Gazetelerde aylarca süren polemiklere rastlamak otuzlu yılların Türkiyesi için olağan bir durumdur. Hakkında iddiada bulunulan yazarın cevabını öğrenmek için kitleler gazete almaya koşabilmektedir. Bu tür kalem kavgaların o yıllarda belki de en ünlüsü Peyami Safa-Nazım Hikmet kavgasıdır. Olay idealizm-materyalizm ekseninde başlamış, sonra iş şahsileşerek çığırından çıkmıştır. Nazım Hikmet’in Namık Kemal’i küçük düşürücü ifadelerinden etkilenen milliyetçi gençlik, şairin üzerine yürür. Olayların büyümesiyle Nazım Hikmet yurt dışına çıkmak zorunda kalır.
Burhan Cahit’in de aynı yıllarda birçok polemiğe girer. Yunus Nadi ile girdiği polemiğin dışında Vâlâ Nureddin, Peyami Safa, İsmail Müştak ve Burhan Cahit’in müdahil olduğu Türkçenin kullanılması ile ilgili bir tartışma yaşanır. Bir taraf yabancı isimlerin kendi dillerindeki gibi yazılmasını ister, Burhan Cahit’in yer aldığı diğer taraf ise kelimelerin yazıya telaffuz edildiği gibi, Türkçe imla kuralları ile dökülmesinden yanadır.
Burhan Cahit, Cumhuriyet devrimlerinin yanında bir gazetecidir. Mustafa Kemal Atatürk’ün önderliğinde yapılan bütün yenilikler Köroğlu gazetesinde yankı bulur. Atatürk’ün adı kullanılmaz, onun yerine “Gazi Babamız” lakabını tercih eder. Kadınların sosyal durumlarının geliştirilmesine yönelik yazılar, Avrupa’dan haberler, devrimlerin yarattığı farkları gösteren karikatürler gazetenin sayfalarını süsler.
Burhan Cahit Morkaya Türk Ocağı’nın da ilk kurucuları arasındadır.
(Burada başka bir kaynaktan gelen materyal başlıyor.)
//! depimpact - breaking dependency upgrade impact analysis for Python repositories
//!
//! This library provides:
//! - Version classification of pinned dependencies against their latest release
//! - Static scanning of Python sources for usages of imported packages
//! - Impact mapping of breaking upgrades onto source lines
//! - A polling update stream that pushes version change events to subscribers

pub mod classify;
pub mod cli;
pub mod config;
pub mod domain;
pub mod error;
pub mod fixer;
pub mod impact;
pub mod manifest;
pub mod output;
pub mod pipeline;
pub mod progress;
pub mod registry;
pub mod scanner;
pub mod stream;
#[cfg(test)]
mod tests {
    use super::*;
    use crate::registry::InMemoryRegistry;
    use tokio::sync::mpsc::Receiver;

    fn dep(name: &str, pinned: &str) -> DependencySpec {
        DependencySpec::new(name, Some(pinned.to_string()), "requirements.txt").with_operator("==")
    }

    fn controller(registry: &InMemoryRegistry, deps: Vec<DependencySpec>) -> StreamController {
        StreamController::new(Arc::new(registry.clone()), deps)
            .with_fetch_timeout(Duration::from_millis(500))
    }

    fn drain(rx: &mut Receiver<StreamEvent>) -> Vec<StreamEvent> {
        let mut events = Vec::new();
        while let Ok(event) = rx.try_recv() {
            events.push(event);
        }
        events
    }

    fn types(events: &[StreamEvent]) -> Vec<&'static str> {
        events.iter().map(StreamEvent::event_type).collect()
    }

    #[tokio::test]
    async fn test_first_tick_emits_update_per_package() {
        let registry = InMemoryRegistry::new();
        registry.set_version("requests", "2.32.5");
        registry.set_version("flask", "3.1.2");
        let controller = controller(
            &registry,
            vec![dep("requests", "2.28.1"), dep("flask", "2.0.0")],
        );
        let mut rx = controller.subscribe();

        let outcome = controller.tick().await;
        let mut updated = outcome.updated.clone();
        updated.sort();
        assert_eq!(updated, vec!["flask", "requests"]);
        assert_eq!(outcome.breaking, vec!["flask"]);

        let events = drain(&mut rx);
        assert_eq!(types(&events)[..2], ["connected", "poll_start"]);
        let mut rest = types(&events)[2..].to_vec();
        rest.sort();
        assert_eq!(rest, vec!["breaking_change", "package_update", "package_update"]);

        let requests = events
            .iter()
            .find_map(|e| match &e.payload {
                EventPayload::PackageUpdate {
                    package_name,
                    is_first_fetch,
                    ..
                } if package_name == "requests" => Some(*is_first_fetch),
                _ => None,
            })
            .unwrap();
        assert!(requests);

        // a package's update precedes its breaking change
        let flask_update = events
            .iter()
            .position(|e| {
                matches!(&e.payload, EventPayload::PackageUpdate { package_name, .. } if package_name == "flask")
            })
            .unwrap();
        let breaking = events
            .iter()
            .position(|e| e.event_type() == "breaking_change")
            .unwrap();
        assert!(flask_update < breaking);
        assert_eq!(controller.store().get("flask").as_deref(), Some("3.1.2"));
        assert_eq!(controller.state(), ControllerState::Idle);
    }

    #[tokio::test]
    async fn test_fast_package_event_not_held_by_slow_fetch() {
        let registry = InMemoryRegistry::new();
        registry.set_version("slow", "2.0.0");
        registry.set_version("fast", "3.0.0");
        registry.delay("slow", Duration::from_millis(800));
        let controller = Arc::new(
            StreamController::new(
                Arc::new(registry.clone()),
                vec![dep("slow", "1.0.0"), dep("fast", "1.0.0")],
            )
            .with_fetch_timeout(Duration::from_secs(5)),
        );
        let mut rx = controller.subscribe();
        let ticking = Arc::clone(&controller);
        let tick = tokio::spawn(async move { ticking.tick().await });

        let mut first = Vec::new();
        while first.len() < 4 {
            let event = tokio::time::timeout(Duration::from_millis(400), rx.recv())
                .await
                .expect("fast events should arrive before the slow fetch ends")
                .unwrap();
            first.push(event);
        }
        assert_eq!(
            types(&first),
            vec!["connected", "poll_start", "package_update", "breaking_change"]
        );
        match &first[2].payload {
            EventPayload::PackageUpdate { package_name, .. } => assert_eq!(package_name, "fast"),
            other => panic!("unexpected payload {:?}", other),
        }
        assert!(controller.store().get("fast").is_none());

        let outcome = tick.await.unwrap();
        assert_eq!(outcome.updated, vec!["fast", "slow"]);
        assert_eq!(outcome.breaking, vec!["fast", "slow"]);
        assert_eq!(controller.store().get("slow").as_deref(), Some("2.0.0"));
    }

    #[tokio::test]
    async fn test_unchanged_version_emits_no_update() {
        let registry = InMemoryRegistry::new();
        registry.set_version("requests", "2.32.5");
        let controller = controller(&registry, vec![dep("requests", "2.28.1")]);
        controller.tick().await;
        let mut rx = controller.subscribe();

        let outcome = controller.tick().await;
        assert!(outcome.updated.is_empty());
        assert_eq!(types(&drain(&mut rx)), vec!["connected", "poll_start"]);
    }

    #[tokio::test]
    async fn test_changed_version_reports_previous() {
        let registry = InMemoryRegistry::new();
        registry.set_version("requests", "2.32.4");
        let controller = controller(&registry, vec![dep("requests", "2.28.1")]);
        controller.tick().await;
        registry.set_version("requests", "2.32.5");
        let mut rx = controller.subscribe();

        controller.tick().await;
        let events = drain(&mut rx);
        match &events[2].payload {
            EventPayload::PackageUpdate {
                previous_version,
                latest_version,
                is_first_fetch,
                ..
            } => {
                assert_eq!(previous_version.as_deref(), Some("2.32.4"));
                assert_eq!(latest_version, "2.32.5");
                assert!(!is_first_fetch);
            }
            other => panic!("unexpected payload {:?}", other),
        }
    }

    #[tokio::test]
    async fn test_failed_fetch_keeps_previous_version() {
        let registry = InMemoryRegistry::new();
        registry.set_version("flask", "3.0.0");
        registry.set_version("requests", "2.32.5");
        let controller = controller(
            &registry,
            vec![dep("flask", "3.0.0"), dep("requests", "2.32.5")],
        );
        controller.tick().await;

        registry.fail("flask", "connection reset");
        registry.set_version("requests", "2.33.0");
        let mut rx = controller.subscribe();
        let outcome = controller.tick().await;

        assert_eq!(outcome.failures.len(), 1);
        assert_eq!(outcome.updated, vec!["requests"]);
        assert_eq!(controller.store().get("flask").as_deref(), Some("3.0.0"));
        let updates: Vec<_> = drain(&mut rx)
            .into_iter()
            .filter_map(|e| match e.payload {
                EventPayload::PackageUpdate { package_name, .. } => Some(package_name),
                _ => None,
            })
            .collect();
        assert_eq!(updates, vec!["requests"]);
    }

    #[tokio::test]
    async fn test_breaking_change_reported_every_tick() {
        let registry = InMemoryRegistry::new();
        registry.set_version("flask", "3.1.2");
        let controller = controller(&registry, vec![dep("flask", "2.0.0")]);
        assert_eq!(controller.tick().await.breaking, vec!["flask"]);
        assert_eq!(controller.tick().await.breaking, vec!["flask"]);
    }

    #[tokio::test]
    async fn test_slow_fetch_times_out_without_blocking_others() {
        let registry = InMemoryRegistry::new();
        registry.set_version("slow", "1.0.0");
        registry.set_version("fast", "1.0.0");
        registry.delay("slow", Duration::from_secs(5));
        let controller = StreamController::new(
            Arc::new(registry.clone()),
            vec![dep("slow", "1.0.0"), dep("fast", "1.0.0")],
        )
        .with_fetch_timeout(Duration::from_millis(100));

        let outcome = controller.tick().await;
        assert_eq!(outcome.updated, vec!["fast"]);
        assert_eq!(outcome.failures.len(), 1);
        assert!(outcome.failures[0].contains("timeout"));
    }

    #[tokio::test]
    async fn test_unpinned_dependency_never_breaking() {
        let registry = InMemoryRegistry::new();
        registry.set_version("flask", "3.1.2");
        let deps = vec![DependencySpec::new("flask", None, "requirements.txt")];
        let outcome = controller(&registry, deps).tick().await;
        assert!(outcome.breaking.is_empty());
        assert_eq!(outcome.updated, vec!["flask"]);
    }

    #[test]
    fn test_interval_clamped_to_minimum() {
        let registry = InMemoryRegistry::new();
        let controller = StreamController::new(Arc::new(registry), Vec::new())
            .with_interval(Duration::from_secs(1));
        assert_eq!(controller.interval(), MIN_POLL_INTERVAL);
    }

    #[test]
    fn test_default_interval() {
        let controller = StreamController::new(Arc::new(InMemoryRegistry::new()), Vec::new());
        assert_eq!(controller.interval(), DEFAULT_POLL_INTERVAL);
    }

    #[tokio::test]
    async fn test_run_until_cancelled() {
        let registry = InMemoryRegistry::new();
        registry.set_version("flask", "3.1.2");
        let controller = Arc::new(controller(&registry, vec![dep("flask", "3.1.2")]));
        let mut rx = controller.subscribe();
        let cancel = CancellationToken::new();
        let handle = Arc::clone(&controller).spawn(cancel.clone());

        assert_eq!(rx.recv().await.unwrap().event_type(), "connected");
        assert_eq!(rx.recv().await.unwrap().event_type(), "poll_start");
        assert_eq!(rx.recv().await.unwrap().event_type(), "package_update");

        cancel.cancel();
        tokio::time::timeout(Duration::from_secs(5), handle)
            .await
            .unwrap()
            .unwrap();
        assert_eq!(controller.state(), ControllerState::Stopped);
    }

    #[tokio::test]
    async fn test_cancelled_before_start_runs_no_tick() {
        let registry = InMemoryRegistry::new();
        let controller = controller(&registry, vec![dep("flask", "1.0.0")]);
        let mut rx = controller.subscribe();
        let cancel = CancellationToken::new();
        cancel.cancel();
        controller.run(cancel).await;
        assert_eq!(types(&drain(&mut rx)), vec!["connected"]);
        assert_eq!(controller.state(), ControllerState::Stopped);
    }
}
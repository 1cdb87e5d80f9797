//! Manifest file detection
//!
//! Detects, relative to the repository root:
//! - `pyproject.toml`
//! - `requirements.txt` and `requirements-*.txt`
//! - `requirements/*.txt`

use std::path::{Path, PathBuf};

/// Format of a detected manifest
#[derive(Debug, Clone, Copy, PartialEq, Eq, Hash)]
pub enum ManifestKind {
    /// pip requirements list
    Requirements,
    /// PEP 621 / Poetry `pyproject.toml`
    Pyproject,
}

impl ManifestKind {
    /// Infers the kind from a file name
    pub fn from_path(path: &Path) -> Option<Self> {
        let name = path.file_name()?.to_str()?;
        if name == "pyproject.toml" {
            Some(Self::Pyproject)
        } else if name.ends_with(".txt") {
            Some(Self::Requirements)
        } else {
            None
        }
    }
}

/// Information about a detected manifest file
#[derive(Debug, Clone, PartialEq, Eq)]
pub struct ManifestInfo {
    pub path: PathBuf,
    pub kind: ManifestKind,
}

impl ManifestInfo {
    pub fn new(path: impl Into<PathBuf>, kind: ManifestKind) -> Self {
        Self {
            path: path.into(),
            kind,
        }
    }
}

fn is_requirements_name(name: &str) -> bool {
    name == "requirements.txt" || (name.starts_with("requirements-") && name.ends_with(".txt"))
}

fn list_files(dir: &Path) -> Vec<PathBuf> {
    match std::fs::read_dir(dir) {
        Ok(entries) => entries
            .filter_map(Result::ok)
            .map(|e| e.path())
            .filter(|p| p.is_file())
            .collect(),
        Err(_) => Vec::new(),
    }
}

/// Detects all manifest files directly under `dir`, sorted by path
///
/// Sorting decides merge precedence: declarations in later files win.
pub fn detect_manifests(dir: &Path) -> Vec<ManifestInfo> {
    let mut manifests = Vec::new();

    for path in list_files(dir) {
        let Some(name) = path.file_name().and_then(|n| n.to_str()) else {
            continue;
        };
        if name == "pyproject.toml" {
            manifests.push(ManifestInfo::new(path, ManifestKind::Pyproject));
        } else if is_requirements_name(name) {
            manifests.push(ManifestInfo::new(path, ManifestKind::Requirements));
        }
    }

    for path in list_files(&dir.join("requirements")) {
        if path.extension().is_some_and(|ext| ext == "txt") {
            manifests.push(ManifestInfo::new(path, ManifestKind::Requirements));
        }
    }

    manifests.sort_by(|a, b| a.path.cmp(&b.path));
    manifests.dedup_by(|a, b| a.path == b.path);
    manifests
}

#[cfg(test)]
mod tests {
    use super::*;
    use std::fs;
    use tempfile::TempDir;

    fn names(dir: &Path, manifests: &[ManifestInfo]) -> Vec<String> {
        manifests
            .iter()
            .map(|m| {
                m.path
                    .strip_prefix(dir)
                    .unwrap()
                    .to_string_lossy()
                    .replace('\\', "/")
            })
            .collect()
    }

    #[test]
    fn test_detect_requirements_variants_sorted() {
        let dir = TempDir::new().unwrap();
        fs::write(dir.path().join("requirements.txt"), "").unwrap();
        fs::write(dir.path().join("requirements-dev.txt"), "").unwrap();
        fs::create_dir(dir.path().join("requirements")).unwrap();
        fs::write(dir.path().join("requirements/base.txt"), "").unwrap();
        fs::write(dir.path().join("requirements/notes.md"), "").unwrap();
        fs::write(dir.path().join("pyproject.toml"), "").unwrap();
        fs::write(dir.path().join("setup.py"), "").unwrap();

        let manifests = detect_manifests(dir.path());
        assert_eq!(
            names(dir.path(), &manifests),
            vec![
                "pyproject.toml",
                "requirements/base.txt",
                "requirements-dev.txt",
                "requirements.txt",
            ]
        );
        assert_eq!(manifests[0].kind, ManifestKind::Pyproject);
        assert_eq!(manifests[3].kind, ManifestKind::Requirements);
    }

    #[test]
    fn test_detect_none() {
        let dir = TempDir::new().unwrap();
        fs::write(dir.path().join("app.py"), "").unwrap();
        assert!(detect_manifests(dir.path()).is_empty());
    }

    #[test]
    fn test_ignores_unrelated_txt() {
        let dir = TempDir::new().unwrap();
        fs::write(dir.path().join("notes.txt"), "").unwrap();
        fs::write(dir.path().join("requirements_old.txt"), "").unwrap();
        assert!(detect_manifests(dir.path()).is_empty());
    }

    #[test]
    fn test_kind_from_path() {
        assert_eq!(
            ManifestKind::from_path(Path::new("a/pyproject.toml")),
            Some(ManifestKind::Pyproject)
        );
        assert_eq!(
            ManifestKind::from_path(Path::new("reqs.txt")),
            Some(ManifestKind::Requirements)
        );
        assert_eq!(ManifestKind::from_path(Path::new("Cargo.toml")), None);
    }
}
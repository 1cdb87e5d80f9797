//! pyproject.toml parser for Python projects
//!
//! Handles:
//! - project.dependencies (PEP 621)
//! - project.optional-dependencies (PEP 621)
//! - tool.poetry.dependencies (Poetry)
//! - tool.poetry.dev-dependencies (Poetry)
//! - tool.poetry.group.*.dependencies (Poetry 1.2+)

use crate::domain::DependencySpec;
use crate::error::ManifestError;
use crate::manifest::requirements::parse_requirement_line;
use crate::manifest::ManifestParser;
use regex::Regex;
use std::path::Path;
use std::sync::LazyLock;
use toml::Value;

/// Parser for pyproject.toml files
pub struct PyprojectTomlParser;

// Poetry constraint: optional operator then a version, e.g. "^2.28.0", ">=1.0,<2.0", "1.2.3"
static POETRY_CONSTRAINT_RE: LazyLock<Regex> =
    LazyLock::new(|| Regex::new(r"^\s*(\^|~=|~|==|>=|<=|!=|>|<|=)?\s*([0-9][0-9a-zA-Z.*+-]*)").unwrap());

impl ManifestParser for PyprojectTomlParser {
    fn parse(&self, path: &Path, content: &str) -> Result<Vec<DependencySpec>, ManifestError> {
        let toml: Value = toml::from_str(content)
            .map_err(|e: toml::de::Error| ManifestError::toml_parse_error(path, e.to_string()))?;

        let mut dependencies = Vec::new();
        let project = toml.get("project");

        // PEP 621 project.dependencies
        if let Some(deps) = project
            .and_then(|p| p.get("dependencies"))
            .and_then(|d| d.as_array())
        {
            dependencies.extend(pep508_array(deps, path));
        }

        // PEP 621 project.optional-dependencies
        if let Some(optional) = project
            .and_then(|p| p.get("optional-dependencies"))
            .and_then(|d| d.as_table())
        {
            for deps in optional.values().filter_map(Value::as_array) {
                dependencies.extend(pep508_array(deps, path));
            }
        }

        let poetry = toml.get("tool").and_then(|t| t.get("poetry"));

        for key in ["dependencies", "dev-dependencies"] {
            if let Some(table) = poetry.and_then(|p| p.get(key)).and_then(|d| d.as_table()) {
                dependencies.extend(poetry_table(table, path));
            }
        }

        if let Some(groups) = poetry
            .and_then(|p| p.get("group"))
            .and_then(|g| g.as_table())
        {
            for group in groups.values() {
                if let Some(table) = group.get("dependencies").and_then(|d| d.as_table()) {
                    dependencies.extend(poetry_table(table, path));
                }
            }
        }

        Ok(dependencies)
    }
}

fn pep508_array<'a>(deps: &'a [Value], path: &'a Path) -> impl Iterator<Item = DependencySpec> + 'a {
    deps.iter()
        .filter_map(Value::as_str)
        .filter_map(move |dep| parse_requirement_line(dep, path, 0))
}

fn poetry_table<'a>(
    table: &'a toml::map::Map<String, Value>,
    path: &'a Path,
) -> impl Iterator<Item = DependencySpec> + 'a {
    table
        .iter()
        // the interpreter constraint is not a package
        .filter(|(name, _)| name.as_str() != "python")
        .map(move |(name, value)| parse_poetry_dependency(name, value, path))
}

fn parse_poetry_dependency(name: &str, value: &Value, path: &Path) -> DependencySpec {
    let constraint = match value {
        Value::String(s) => Some(s.as_str()),
        Value::Table(t) => t.get("version").and_then(Value::as_str),
        _ => None,
    };

    let caps = constraint.and_then(|c| POETRY_CONSTRAINT_RE.captures(c));
    let version = caps
        .as_ref()
        .and_then(|c| c.get(2))
        .map(|m| m.as_str().to_string());
    let operator = caps
        .as_ref()
        .map(|c| c.get(1).map_or("==", |m| m.as_str()).to_string());

    let spec = DependencySpec::new(name, version, path);
    match operator {
        Some(op) => spec.with_operator(op),
        None => spec,
    }
}
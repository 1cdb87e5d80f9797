//! In-memory registry for offline runs and tests

use crate::error::RegistryError;
use crate::registry::RegistryAdapter;
use async_trait::async_trait;
use std::collections::HashMap;
use std::sync::{Arc, Mutex};
use std::time::Duration;

/// Registry whose answers are set programmatically
///
/// Cloning shares the underlying table, so a test can keep a handle and
/// change versions or inject failures between poll ticks.
#[derive(Clone, Default)]
pub struct InMemoryRegistry {
    inner: Arc<Mutex<Inner>>,
}

#[derive(Default)]
struct Inner {
    versions: HashMap<String, String>,
    failing: HashMap<String, String>,
    delays: HashMap<String, Duration>,
}

impl InMemoryRegistry {
    pub fn new() -> Self {
        Self::default()
    }

    fn lock(&self) -> std::sync::MutexGuard<'_, Inner> {
        self.inner.lock().unwrap_or_else(|e| e.into_inner())
    }

    /// Sets the latest version of a package and clears any injected failure
    pub fn set_version(&self, package: &str, version: &str) {
        let mut inner = self.lock();
        inner.failing.remove(package);
        inner
            .versions
            .insert(package.to_string(), version.to_string());
    }

    /// Makes fetches for `package` fail with a network error
    pub fn fail(&self, package: &str, message: &str) {
        self.lock()
            .failing
            .insert(package.to_string(), message.to_string());
    }

    /// Delays every fetch of `package`
    pub fn delay(&self, package: &str, delay: Duration) {
        self.lock().delays.insert(package.to_string(), delay);
    }
}

#[async_trait]
impl RegistryAdapter for InMemoryRegistry {
    fn registry_name(&self) -> &'static str {
        "memory"
    }

    async fn fetch_latest(&self, package: &str) -> Result<String, RegistryError> {
        let delay = self.lock().delays.get(package).copied();
        if let Some(delay) = delay {
            tokio::time::sleep(delay).await;
        }
        let inner = self.lock();
        if let Some(message) = inner.failing.get(package) {
            return Err(RegistryError::network_error(package, "memory", message.clone()));
        }
        inner
            .versions
            .get(package)
            .cloned()
            .ok_or_else(|| RegistryError::package_not_found(package, "memory"))
    }
}
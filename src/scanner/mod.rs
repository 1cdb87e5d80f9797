//! Source scanning: finds every use of an imported package in a repository
//!
//! Files are discovered with walkdir, parsed with tree-sitter, and resolved
//! in parallel with rayon. Results are appended in path order so every file
//! contributes one contiguous block of usages.

mod bindings;
mod resolver;
mod syntax;

pub use bindings::{package_for_module, Binding, ImportBindings, PackageFilter};
pub use resolver::resolve_usages;
pub use syntax::{parse_module, MAX_NESTING_DEPTH};

use crate::domain::UsageSite;
use crate::error::ScanError;
use rayon::prelude::*;
use std::collections::HashSet;
use std::path::{Path, PathBuf};
use tracing::{debug, warn};
use walkdir::{DirEntry, WalkDir};

/// Directory names never descended into
pub const DEFAULT_EXCLUDE_DIRS: &[&str] = &[
    "__pycache__",
    ".git",
    ".venv",
    "venv",
    "env",
    "node_modules",
    ".tox",
    "build",
    "dist",
    ".eggs",
    ".mypy_cache",
    ".pytest_cache",
];

/// Result of scanning a repository
#[derive(Debug, Default)]
pub struct ScanOutcome {
    pub usages: Vec<UsageSite>,
    /// One entry per file that could not be read or parsed
    pub warnings: Vec<String>,
    pub files_scanned: usize,
}

/// Scans Python sources for usages of imported packages
#[derive(Debug, Clone)]
pub struct CodeScanner {
    exclude_dirs: HashSet<String>,
    filter: PackageFilter,
}

impl Default for CodeScanner {
    fn default() -> Self {
        Self::new()
    }
}

impl CodeScanner {
    /// Creates a scanner with the default exclusions and no package filter
    pub fn new() -> Self {
        Self {
            exclude_dirs: DEFAULT_EXCLUDE_DIRS.iter().map(|d| d.to_string()).collect(),
            filter: PackageFilter::all(),
        }
    }

    /// Adds directory names to skip
    pub fn with_exclude_dirs<I, S>(mut self, dirs: I) -> Self
    where
        I: IntoIterator<Item = S>,
        S: Into<String>,
    {
        self.exclude_dirs.extend(dirs.into_iter().map(Into::into));
        self
    }

    /// Restricts usages to the given packages
    pub fn with_filter(mut self, filter: PackageFilter) -> Self {
        self.filter = filter;
        self
    }

    fn is_excluded(&self, entry: &DirEntry) -> bool {
        if entry.depth() == 0 || !entry.file_type().is_dir() {
            return false;
        }
        let name = entry.file_name().to_string_lossy();
        name.starts_with('.') || self.exclude_dirs.contains(name.as_ref())
    }

    /// Lists `*.py` files under `root`, sorted by path
    pub fn discover(&self, root: &Path) -> (Vec<PathBuf>, Vec<String>) {
        let mut files = Vec::new();
        let mut warnings = Vec::new();
        let walker = WalkDir::new(root)
            .into_iter()
            .filter_entry(|e| !self.is_excluded(e));
        for entry in walker {
            match entry {
                Ok(entry) => {
                    let is_python = entry.path().extension().is_some_and(|ext| ext == "py");
                    if entry.file_type().is_file() && is_python {
                        files.push(entry.into_path());
                    }
                }
                Err(e) => {
                    warn!("Skipping unreadable path: {}", e);
                    warnings.push(e.to_string());
                }
            }
        }
        files.sort();
        (files, warnings)
    }

    /// Resolves usages in already-loaded source text
    pub fn scan_source(&self, path: &Path, source: &str) -> Result<Vec<UsageSite>, ScanError> {
        let module = parse_module(path, source)?;
        Ok(resolve_usages(path, source, &module, &self.filter))
    }

    /// Reads and scans one file
    pub fn scan_file(&self, path: &Path) -> Result<Vec<UsageSite>, ScanError> {
        let source =
            std::fs::read_to_string(path).map_err(|e| ScanError::read_error(path, e))?;
        self.scan_source(path, &source)
    }

    /// Scans every Python file under `root`
    ///
    /// Unreadable or unparseable files are skipped and reported in
    /// [`ScanOutcome::warnings`]; a scan never fails as a whole.
    pub fn scan(&self, root: &Path) -> ScanOutcome {
        let (files, mut warnings) = self.discover(root);
        debug!("Scanning {} Python files under {}", files.len(), root.display());

        let results: Vec<Result<Vec<UsageSite>, ScanError>> =
            files.par_iter().map(|path| self.scan_file(path)).collect();

        let mut usages = Vec::new();
        for result in results {
            match result {
                Ok(found) => usages.extend(found),
                Err(e) => {
                    warn!("{}", e);
                    warnings.push(e.to_string());
                }
            }
        }

        ScanOutcome {
            usages,
            warnings,
            files_scanned: files.len(),
        }
    }
}
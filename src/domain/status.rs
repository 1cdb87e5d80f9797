//! Classification status of a dependency

use serde::{Deserialize, Serialize};
use std::fmt;

/// Result of comparing a pinned version against the latest release
#[derive(Debug, Clone, Copy, PartialEq, Eq, Hash, Serialize, Deserialize)]
#[serde(rename_all = "kebab-case")]
pub enum VersionStatus {
    /// Latest is not newer than pinned
    UpToDate,
    /// Latest is newer within the same major version
    Outdated,
    /// Latest has a higher major version
    Breaking,
    /// Either version is missing or unparseable
    Unknown,
}

impl VersionStatus {
    /// Returns the wire name of the status
    pub fn as_str(&self) -> &'static str {
        match self {
            VersionStatus::UpToDate => "up-to-date",
            VersionStatus::Outdated => "outdated",
            VersionStatus::Breaking => "breaking",
            VersionStatus::Unknown => "unknown",
        }
    }

    /// Returns true for `Breaking`
    pub fn is_breaking(&self) -> bool {
        matches!(self, VersionStatus::Breaking)
    }
}

impl fmt::Display for VersionStatus {
    fn fmt(&self, f: &mut fmt::Formatter<'_>) -> fmt::Result {
        write!(f, "{}", self.as_str())
    }
}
Ocağın kuruluş çalışmaları Askerî Tıbbiye’de başlar. Bu çalışmalar sırasında Mekteb-i Mülkiye mezunları arasından da temsilcilerin olduğu da bilinmektedir. İşte kuruluş çalışmalarında yer alan kişilerden biri de Burhan Cahit Morkaya’dır.
1930 yılında gözünden hastalanır. İtalya’ya tatile çıkmak üzere bindiği trenle Cenevre’ye gitmek zorunda kalır. Sağ gözünden ameliyat olur fakat gözünü tamamen kaybeder. Hastalığı ailesine göre uzun süreden beri devam eden rahatsızlığının sonucudur fakat Vâlâ Nureddin’e göre İtalya treninin bacasından çıkan duman bu rahatsızlığa neden olmuştur. “Burhan Cahid; kısaya yakın orta boylu, koyu kumral, gözleri açık renk, şişmanca ve güleç yüzlüydü. Trenle Avrupa’ya giderlerken başını pencereden çıkarmış ve gözüne kurum kaçınca yanmış gözünün içi, ameliyat filan para etmemiş İtalya’da, bir gözü görmezdi. Roma’da Katolik sörlerden kiraladıkları lojmanda kaldıklarını anlatırlardı. Burhan Cahid, iddiasız ama derli toplu giyinirdi. Şoförlü arabasıyla gider gelirdi matbaasına, Emirgân sırtlarındaki denize hâkim malikânesinden. Gerçekten malikâneydi burası Türkiye çapında.”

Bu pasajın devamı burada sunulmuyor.